カスタマージャーニー

    カスタマージャーニーとは

    カスタマージャーニーは、見込み客が商品やサービスを知ってから比較・検討し、購入後に継続利用や推奨へ進むまでの一連の体験を「旅」として捉える考え方です。各段階での行動(何をするか)・思考(何を考えるか)・感情(どう感じるか)、そして接点となるチャネル(広告、Web、SNS、営業、サポートなど)を時系列で見える化します。旅を地図にすることで、どこでつまずき、何が後押しになるのかを具体的に掴めます。

    なぜ重要なのか

    ユーザーの意思決定は、ほとんどの場合単一チャネルでは完結しません。検索やSNSで知り、レビューで確かめ、Webで比較し、問い合わせやトライアルで納得し、購入後のサポートで継続を判断します。旅全体を俯瞰できると、伝える内容とタイミングが整い、無駄な配信や機能追加を減らし、必要な接点に投資できます。
    BtoCでは、たとえば「SNS→商品ページ→決済」という短めの旅でも、送料や支払い方法の不安が立ち止まりの原因になります。BtoBはさらに長く、課題認識→情報収集→比較・社内共有→稟議→導入→活用と進むため、各段階で求められる根拠(事例・ROI・セキュリティ・サポート)が明確であるほど先に進みやすくなります。

    カスタマージャーニーマップの作り方と活用方法

    まずは主要なフェーズ(認知/検討/比較/購入・導入/活用・推奨)を並べ、各フェーズでの行動・思考・感情・接点を書き出します。最初は仮説で構いませんが、GA4などのアクセス解析、Clarityなどのヒートマップ、インタビューやユーザーテストで現実に寄せていきます。
    完成したマップは、社内で共通言語として活用します。マーケは訴求とコンテンツを、Web担当は導線と情報量を、営業は提案資料と事例を、CSはオンボーディングやヘルプを、それぞれどのフェーズの誰に何を渡すかで整えていきます。作って終わりではなく、四半期などで更新し、事業と一緒に育てるのがコツです。

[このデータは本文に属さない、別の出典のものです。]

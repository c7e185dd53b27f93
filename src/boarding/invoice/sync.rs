use std::path::Path;

use tracing::{debug, info, instrument};

use crate::boarding::invoice::draft::{self, Drafter};
use crate::boarding::invoice::error::{InvoiceError, Result};
use crate::boarding::invoice::io::excel_write;
use crate::boarding::invoice::io::fetch::SheetsClient;
use crate::boarding::invoice::model::{BillingPeriod, PaymentSettings, RoomRecord};
use crate::boarding::invoice::render;
use crate::boarding::invoice::settings::Settings;

/// Layout used when rendering a single invoice.
#[derive(Debug, Clone, Copy, PartialEq, Eq, Default)]
pub enum InvoiceStyle {
    /// Compact text for pasting into a message.
    #[default]
    Plain,
    /// Full document with an item table.
    Statement,
}

/// Fetches the room records described by the saved sheet link and range.
#[instrument(level = "info", skip_all, fields(range = %settings.range))]
pub fn load_rooms(client: &SheetsClient, settings: &Settings) -> Result<Vec<RoomRecord>> {
    client.fetch_records(&settings.sheet_url, &settings.range)
}

/// Finds the first record whose room name matches `query`, falling back to
/// the tenant name. Matching ignores case and surrounding whitespace; a blank
/// query matches nothing.
pub fn select_room<'a>(records: &'a [RoomRecord], query: &str) -> Result<&'a RoomRecord> {
    let wanted = query.trim().to_lowercase();
    if wanted.is_empty() {
        return Err(InvoiceError::RoomNotFound(query.to_string()));
    }
    let same = |value: &str| value.trim().to_lowercase() == wanted;

    records
        .iter()
        .find(|record| same(record.room_name()))
        .or_else(|| records.iter().find(|record| same(record.tenant_name())))
        .ok_or_else(|| InvoiceError::RoomNotFound(query.to_string()))
}

/// Renders the invoice for one room in the requested layout.
pub fn render_invoice(
    record: &RoomRecord,
    payment: &PaymentSettings,
    period: &BillingPeriod,
    style: InvoiceStyle,
) -> String {
    match style {
        InvoiceStyle::Plain => render::plain_text(record, payment, period),
        InvoiceStyle::Statement => render::statement(record, payment, period),
    }
}

/// Writes the room table to an `.xlsx` workbook.
#[instrument(level = "info", skip(records), fields(output = %output.display()))]
pub fn export_rooms(records: &[RoomRecord], output: &Path) -> Result<()> {
    excel_write::write_rooms(output, records)?;
    info!(record_count = records.len(), "exported room table");
    Ok(())
}

/// Asks `drafter` for a natural-language invoice for one room.
#[instrument(level = "info", skip_all, fields(room = %record.room_name()))]
pub fn draft_invoice(
    drafter: &dyn Drafter,
    record: &RoomRecord,
    payment: &PaymentSettings,
    period: &BillingPeriod,
) -> Result<String> {
    let prompt = draft::build_prompt(record, payment, period);
    debug!(prompt_chars = prompt.chars().count(), "built drafting prompt");
    drafter.draft(&prompt)
}

#[cfg(test)]
mod tests {
    use super::*;
    use crate::boarding::invoice::model::CanonicalField;
    use std::cell::RefCell;

    fn rooms() -> Vec<RoomRecord> {
        vec![
            RoomRecord::from_pairs([(CanonicalField::RoomName, "P101"), (CanonicalField::TenantName, "An")]),
            RoomRecord::from_pairs([(CanonicalField::RoomName, "p102"), (CanonicalField::TenantName, "Bình")]),
            RoomRecord::from_pairs([(CanonicalField::RoomName, "P102"), (CanonicalField::TenantName, "Chi")]),
            RoomRecord::from_pairs([(CanonicalField::TenantName, "Dũng")]),
        ]
    }

    #[test]
    fn selects_first_matching_room() {
        let records = rooms();
        assert_eq!(select_room(&records, " P102 ").unwrap().tenant_name(), "Bình");
        assert_eq!(select_room(&records, "dũng").unwrap().room_name(), "");
        assert!(matches!(
            select_room(&records, "P999"),
            Err(InvoiceError::RoomNotFound(_))
        ));
    }

    #[test]
    fn blank_query_matches_no_room() {
        let records = rooms();
        for query in ["", "   "] {
            assert!(matches!(
                select_room(&records, query),
                Err(InvoiceError::RoomNotFound(_))
            ));
        }
    }

    struct RecordingDrafter {
        prompts: RefCell<Vec<String>>,
    }

    impl Drafter for RecordingDrafter {
        fn draft(&self, prompt: &str) -> Result<String> {
            self.prompts.borrow_mut().push(prompt.to_string());
            Ok("Chào bạn An".to_string())
        }
    }

    #[test]
    fn drafting_sends_built_prompt() {
        let drafter = RecordingDrafter {
            prompts: RefCell::new(Vec::new()),
        };
        let payment = PaymentSettings {
            bank_name: "MB".into(),
            account_number: "1".into(),
            account_name: "A".into(),
            payment_note: "thang {thang}".into(),
        };
        let period = BillingPeriod::current();
        let records = rooms();

        let text = draft_invoice(&drafter, &records[0], &payment, &period).unwrap();
        assert_eq!(text, "Chào bạn An");
        let prompts = drafter.prompts.borrow();
        assert_eq!(prompts.len(), 1);
        assert!(prompts[0].contains("Phòng số: P101"));
    }
}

    カスタマージャーニー × LPO・ABテスト

    カスタマージャーニーは「どこを直せば成果が伸びるか」を教えてくれる地図です。まず地図(マップ)で“つまずき”を見つけます。

    たとえば「価格ページで不安が強い」と分かったなら、ページの見せ方を変えていきます。これがLPO(ランディングページ最適化=着地ページの体験を良くすること)です。料金の比較表を分かりやすく置き、費用の根拠や返金・最低契約期間をはっきり書く。フォームでの離脱が多いなら、必須項目を減らし、入力ミスをその場で知らせる仕組み(リアルタイムエラー)や自動補完を入れて、迷いと手間を減らします。

    ページの変更案ができたら、ABテスト(A案とB案を同時に出して、どちらが成果につながるか比べる方法)で、もともとの見せ方と新しい見せ方のどちらコンバージョン率が高いかを確かめます。

    BtoCなら、スマホの最初に見える範囲(ファーストビュー)の情報量やCTA(行動ボタン)の文言・位置を少しずつ変えて、どれが一番進みやすいかを検証。BtoBなら、導入事例をどこに置くか、上司に共有しやすい資料への導線をどう見せるかを比べ、数字で判断します。

    流れはシンプルです。データで発見する → ページ体験を設計して直す(LPO) → 小さく比べて確かめる(ABテスト)。この循環を回し続けるほど、ユーザーの“旅”は滑らかになり、コンバージョン率や継続利用といった結果にきちんと効いてきます。

    Q&A

    Q1. カスタマージャーニーマップは誰が作るのですか?

    マーケティング部門が中心となって作ることが多いですが、営業やカスタマーサポートなど、顧客と接する機会があるすべての部署の意見を取り入れることが重要です。

    Q2. マップには何を書けばいいですか?

    旅の段階(フェーズ)、顧客の行動、思考、感情、そして顧客との接点(チャネル)などを書き込みます。顧客の気持ちを深く理解するために、定性的な情報も重要です。

    Q3. どのように使いますか?

    組織内で共有し、顧客視点でビジネスプロセスを見直すために使います。また、各部門が個別の施策を計画する際の指針としても活用できます。

    Q4. 作成時の注意点は?

    顧客の行動を想像で終わらせず、アクセス解析やユーザーインタビューなどのデータに基づいて作成することが重要です。GA4やClarityのデータ、ユーザーテスト・インタビューなど定量×定性で裏取りするのが良いでしょう。また、一度作って終わりではなく、定期的に見直すことが大切です。

    Q5. 役立つデータは?

    GA4の流入・行動・離脱、Googleサーチコンソールの検索意図、ヒートマップの注視・クリック、CSログやNPS、営業ヒアリングなどが有効です。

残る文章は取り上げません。